One of Siemen’s lawyers on a case that shows once a claim has gone through adjudication it can not be adjudicated again
The High Court judgment of Mr. Justice Ramsey in the case of Eurocom Ltd vs Siemens plc shone a bright light on some of the darker aspects of the nomination process for adjudicators.
The case:
– shows a referring party must not make false representations to influence the nomination process to its advantage
– confirmed that once a claim had been referred to and/or decided in adjudication it could not be “re-adjudicated”.
In April 2011 Siemens engaged Eurocom as a subcontractor for cabling works at underground stations for around £700,000. Siemens terminated Eurocom’s engagement in August 2012. Eurocom launched an adjudication against Siemens seeking approximately £1.4m. Mr. Matthew Molloy was nominated and appointed via the RICS and in September 2012 Mr. Molloy found that Eurocom owed Siemens £35,000. In October 2013 Knowles Ltd (acting for Eurocom) sent a claim for approx £2.2m. On Thursday 21 November 2013, Siemens received an email from the RICS that a request for nomination had been made and on the following morning the RICS notified Siemens that Mr. Anthony Bingham had been nominated as the adjudicator. On 28 January 2014, after rounds of submissions, Mr. Bingham decided Siemens should pay Eurocom around £1.6m.
During the second adjudication, Siemens investigated how Mr. Bingham got to be appointed, particularly because of the RICS policy that, where there are serial adjudications on the same contract, the same adjudicator should normally be appointed.
The application form asks in a box: “Are there any adjudicators who would have a conflict of interest in this case?” Mr Giles, an unregistered barrister at Knowles, had written: “We would advise that the following should not be appointed”, before submiting a list of candidates, including Mr Molloy.
Siemens contended throughout that most of the claims had already been referred to and/or decided by Molloy
In the subsequent enforcement proceedings, the court asked Mr. Giles about the conflicts. He stated: “On the same page of the application form there is a box headed “Are there any adjudicators who would have a conflict of interest in this case?”. I largely use this box as a means of stating to which adjudicators, based on past experience, I would not send a referral document: in effect a pre-emptive rejection list. This saves time and money that would otherwise be expended in allowing notices of adjudication to lapse and reapplying for alternative adjudicators.”
He also stated: “With regard to Mr. Matthew Malloy who had adjudicated on a previous dispute between the parties, I considered that he had been inundated with jurisdictional challenges during that adjudication and I thought a fresh mind was appropriate.”

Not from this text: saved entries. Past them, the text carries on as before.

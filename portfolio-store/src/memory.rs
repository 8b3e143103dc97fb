//! In-process backend.
//!
//! Holds schemas, records and uploaded files in memory. Used by tests, by
//! the CLI's `--fixture` mode, and anywhere a hosted backend is not wanted.

use crate::backend::{FileStore, Filters, RecordStore, UploadedFile};
use crate::error::{StoreError, StoreResult};
use async_trait::async_trait;
use chrono::{SecondsFormat, Utc};
use portfolio_model::{
    BuiltInField, Evidence, FieldKind, Record, RecordSchema, TeacherProfile,
};
use serde::Deserialize;
use serde_json::{Map, Value};
use std::collections::HashMap;
use std::path::Path;
use std::sync::atomic::{AtomicBool, AtomicUsize, Ordering};
use tokio::sync::RwLock;
use tracing::debug;
use uuid::Uuid;

const DEFAULT_USER: &str = "teacher@portfolio.local";

#[derive(Default)]
struct MemoryState {
    schemas: HashMap<String, RecordSchema>,
    records: HashMap<String, Vec<Record>>,
    files: HashMap<String, Vec<u8>>,
}

/// Shape of a fixture file: JSON-schema-like descriptions plus seed records.
#[derive(Debug, Default, Deserialize)]
struct Fixture {
    #[serde(default)]
    schemas: Map<String, Value>,
    #[serde(default)]
    records: HashMap<String, Vec<Record>>,
}

/// In-memory [`RecordStore`] and [`FileStore`].
pub struct MemoryBackend {
    state: RwLock<MemoryState>,
    user: String,
    offline: AtomicBool,
    list_calls: AtomicUsize,
}

impl Default for MemoryBackend {
    fn default() -> Self {
        Self::new()
    }
}

impl MemoryBackend {
    /// Empty backend with no record types.
    pub fn new() -> Self {
        Self {
            state: RwLock::new(MemoryState::default()),
            user: DEFAULT_USER.to_string(),
            offline: AtomicBool::new(false),
            list_calls: AtomicUsize::new(0),
        }
    }

    /// Backend with the `TeacherProfile` and `Evidence` types registered.
    pub fn with_portfolio_schemas() -> Self {
        let mut state = MemoryState::default();
        for schema in [TeacherProfile::schema(), Evidence::schema()] {
            state.records.insert(schema.record_type.clone(), Vec::new());
            state.schemas.insert(schema.record_type.clone(), schema);
        }
        Self {
            state: RwLock::new(state),
            ..Self::new()
        }
    }

    /// Builds a backend from a fixture document:
    /// `{"schemas": {"<Type>": {"properties": {...}}}, "records": {"<Type>": [...]}}`.
    ///
    /// Record types that only appear under `records` get an empty schema.
    pub fn from_fixture(fixture: Value) -> StoreResult<Self> {
        let fixture: Fixture = serde_json::from_value(fixture)?;
        let mut state = MemoryState::default();

        for (record_type, schema) in &fixture.schemas {
            let schema = RecordSchema::from_json(record_type.clone(), schema)?;
            state.schemas.insert(record_type.clone(), schema);
            state.records.entry(record_type.clone()).or_default();
        }
        for (record_type, records) in fixture.records {
            state
                .schemas
                .entry(record_type.clone())
                .or_insert_with(|| RecordSchema::new(record_type.clone(), Vec::new()));
            state.records.entry(record_type).or_default().extend(records);
        }

        debug!(
            "Loaded fixture with {} record types",
            state.schemas.len()
        );
        Ok(Self {
            state: RwLock::new(state),
            ..Self::new()
        })
    }

    /// Reads a fixture from a JSON file. See [`MemoryBackend::from_fixture`].
    pub fn from_fixture_file(path: &Path) -> StoreResult<Self> {
        let text = std::fs::read_to_string(path)?;
        Self::from_fixture(serde_json::from_str(&text)?)
    }

    /// Sets the value stamped into `created_by` on new records.
    #[must_use]
    pub fn with_user(mut self, user: impl Into<String>) -> Self {
        self.user = user.into();
        self
    }

    /// Registers (or replaces) a record type.
    pub async fn register_schema(&self, schema: RecordSchema) {
        let mut state = self.state.write().await;
        state.records.entry(schema.record_type.clone()).or_default();
        state.schemas.insert(schema.record_type.clone(), schema);
    }

    /// Inserts records verbatim, without stamping built-in fields.
    pub async fn seed(&self, record_type: &str, records: Vec<Record>) -> StoreResult<()> {
        let mut state = self.state.write().await;
        if !state.schemas.contains_key(record_type) {
            return Err(StoreError::NotFound(format!("record type {record_type}")));
        }
        state
            .records
            .entry(record_type.to_string())
            .or_default()
            .extend(records);
        Ok(())
    }

    /// Simulates losing connectivity: every call fails with `Transport`.
    pub fn set_offline(&self, offline: bool) {
        self.offline.store(offline, Ordering::SeqCst);
    }

    /// Number of `list` queries served so far (including failed ones).
    pub fn list_calls(&self) -> usize {
        self.list_calls.load(Ordering::SeqCst)
    }

    /// Bytes of a previously uploaded file.
    pub async fn file(&self, file_url: &str) -> Option<Vec<u8>> {
        self.state.read().await.files.get(file_url).cloned()
    }

    fn ensure_online(&self) -> StoreResult<()> {
        if self.offline.load(Ordering::SeqCst) {
            return Err(StoreError::Transport("backend unreachable".to_string()));
        }
        Ok(())
    }
}

fn now_timestamp() -> String {
    Utc::now().to_rfc3339_opts(SecondsFormat::Millis, true)
}

fn unknown_type(record_type: &str) -> StoreError {
    StoreError::NotFound(format!("record type {record_type}"))
}

/// Store-side matching. Enumerated values match exactly and case-sensitively,
/// text matches as a case-insensitive substring, numbers are compared after
/// coercing the constraint, and dates match on their `YYYY-MM-DD` prefix.
fn matches(record: &Record, schema: &RecordSchema, filters: &Filters) -> bool {
    filters.iter().all(|(field, wanted)| {
        let Some(actual) = record.get(field) else {
            return false;
        };
        let kind = schema.field(field).map(|f| f.kind);
        match (kind, wanted) {
            (_, Value::Null) => true,
            (Some(FieldKind::Text), Value::String(needle)) => actual
                .as_str()
                .is_some_and(|hay| hay.to_lowercase().contains(&needle.to_lowercase())),
            (Some(FieldKind::Number), Value::String(raw)) => match raw.trim().parse::<f64>() {
                Ok(n) => actual.as_f64() == Some(n),
                Err(_) => false,
            },
            (Some(FieldKind::Date), Value::String(day)) => {
                actual.as_str().is_some_and(|d| d.starts_with(day.as_str()))
            }
            (Some(FieldKind::Array), Value::String(item)) => actual
                .as_array()
                .is_some_and(|items| items.iter().any(|v| v.as_str() == Some(item.as_str()))),
            (Some(FieldKind::Boolean), Value::String(raw)) => {
                actual.as_bool().map(|b| b.to_string()).as_deref() == Some(raw.as_str())
            }
            (Some(FieldKind::Enumerated | FieldKind::Object) | None, Value::String(s)) => {
                actual.as_str() == Some(s.as_str())
            }
            (_, other) => actual == other,
        }
    })
}

#[async_trait]
impl RecordStore for MemoryBackend {
    fn backend_name(&self) -> &'static str {
        "memory"
    }

    async fn schema(&self, record_type: &str) -> StoreResult<RecordSchema> {
        self.ensure_online()?;
        self.state
            .read()
            .await
            .schemas
            .get(record_type)
            .cloned()
            .ok_or_else(|| unknown_type(record_type))
    }

    async fn list(&self, record_type: &str, filters: &Filters) -> StoreResult<Vec<Record>> {
        self.list_calls.fetch_add(1, Ordering::SeqCst);
        self.ensure_online()?;
        let state = self.state.read().await;
        let schema = state
            .schemas
            .get(record_type)
            .ok_or_else(|| unknown_type(record_type))?;
        let records = state.records.get(record_type).map(Vec::as_slice).unwrap_or(&[]);

        Ok(records
            .iter()
            .filter(|r| matches(r, schema, filters))
            .cloned()
            .collect())
    }

    async fn create(&self, record_type: &str, data: Map<String, Value>) -> StoreResult<Record> {
        self.ensure_online()?;
        let mut state = self.state.write().await;
        if !state.schemas.contains_key(record_type) {
            return Err(unknown_type(record_type));
        }

        let now = now_timestamp();
        let mut fields = Map::new();
        fields.insert(BuiltInField::Id.name().into(), Value::String(Uuid::now_v7().to_string()));
        fields.insert(BuiltInField::CreatedDate.name().into(), Value::String(now.clone()));
        fields.insert(BuiltInField::UpdatedDate.name().into(), Value::String(now));
        fields.insert(BuiltInField::CreatedBy.name().into(), Value::String(self.user.clone()));
        for (key, value) in data {
            if BuiltInField::from_name(&key).is_none() {
                fields.insert(key, value);
            }
        }

        let record = Record::new(fields);
        state
            .records
            .entry(record_type.to_string())
            .or_default()
            .push(record.clone());
        Ok(record)
    }

    async fn update(
        &self,
        record_type: &str,
        id: &str,
        data: Map<String, Value>,
    ) -> StoreResult<Record> {
        self.ensure_online()?;
        let mut state = self.state.write().await;
        let records = state
            .records
            .get_mut(record_type)
            .ok_or_else(|| unknown_type(record_type))?;
        let existing = records
            .iter_mut()
            .find(|r| r.id() == Some(id))
            .ok_or_else(|| StoreError::NotFound(format!("{record_type} {id}")))?;

        let mut fields = existing.fields().clone();
        for (key, value) in data {
            if BuiltInField::from_name(&key).is_none() {
                fields.insert(key, value);
            }
        }
        fields.insert(
            BuiltInField::UpdatedDate.name().into(),
            Value::String(now_timestamp()),
        );
        *existing = Record::new(fields);
        Ok(existing.clone())
    }

    async fn delete(&self, record_type: &str, id: &str) -> StoreResult<()> {
        self.ensure_online()?;
        let mut state = self.state.write().await;
        let records = state
            .records
            .get_mut(record_type)
            .ok_or_else(|| unknown_type(record_type))?;
        let before = records.len();
        records.retain(|r| r.id() != Some(id));
        if records.len() == before {
            return Err(StoreError::NotFound(format!("{record_type} {id}")));
        }
        Ok(())
    }
}

#[async_trait]
impl FileStore for MemoryBackend {
    async fn upload(&self, file_name: &str, bytes: Vec<u8>) -> StoreResult<UploadedFile> {
        self.ensure_online()?;
        let file_url = format!("memory://files/{}/{}", Uuid::now_v7(), file_name);
        self.state.write().await.files.insert(file_url.clone(), bytes);
        Ok(UploadedFile { file_url })
    }
}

The judge found that the appointment was not valid. Mr. Bingham had no jurisdiction because “there is a very strong prima facie case that Mr Giles deliberately or recklessly answered the question ‘Are there any Adjudicators who would have a conflict in this case?’ falsely and that therefore he made a fraudulent representation to the RICS.”
A party should either try and agree the adjudicator with their opponent, or take pot luck. One party should not be able to influence or narrow the field from which the nominating body makes its selection.
The second important point in the judgment is that a party is not allowed to re-adjudicate matters. If a party is dissatisfied with a decision then their recourse is to go to court (or arbitration).
Siemens contended throughout the Bingham adjudication that most of the claims had already been referred to and/or decided by Mr. Molloy and this was a case of re-adjudication. Knowles contended this was a new claim for damages for breach of contract and that the Molloy adjudication was an “interim account” adjudication, and the second adjudication was “a final account claim”.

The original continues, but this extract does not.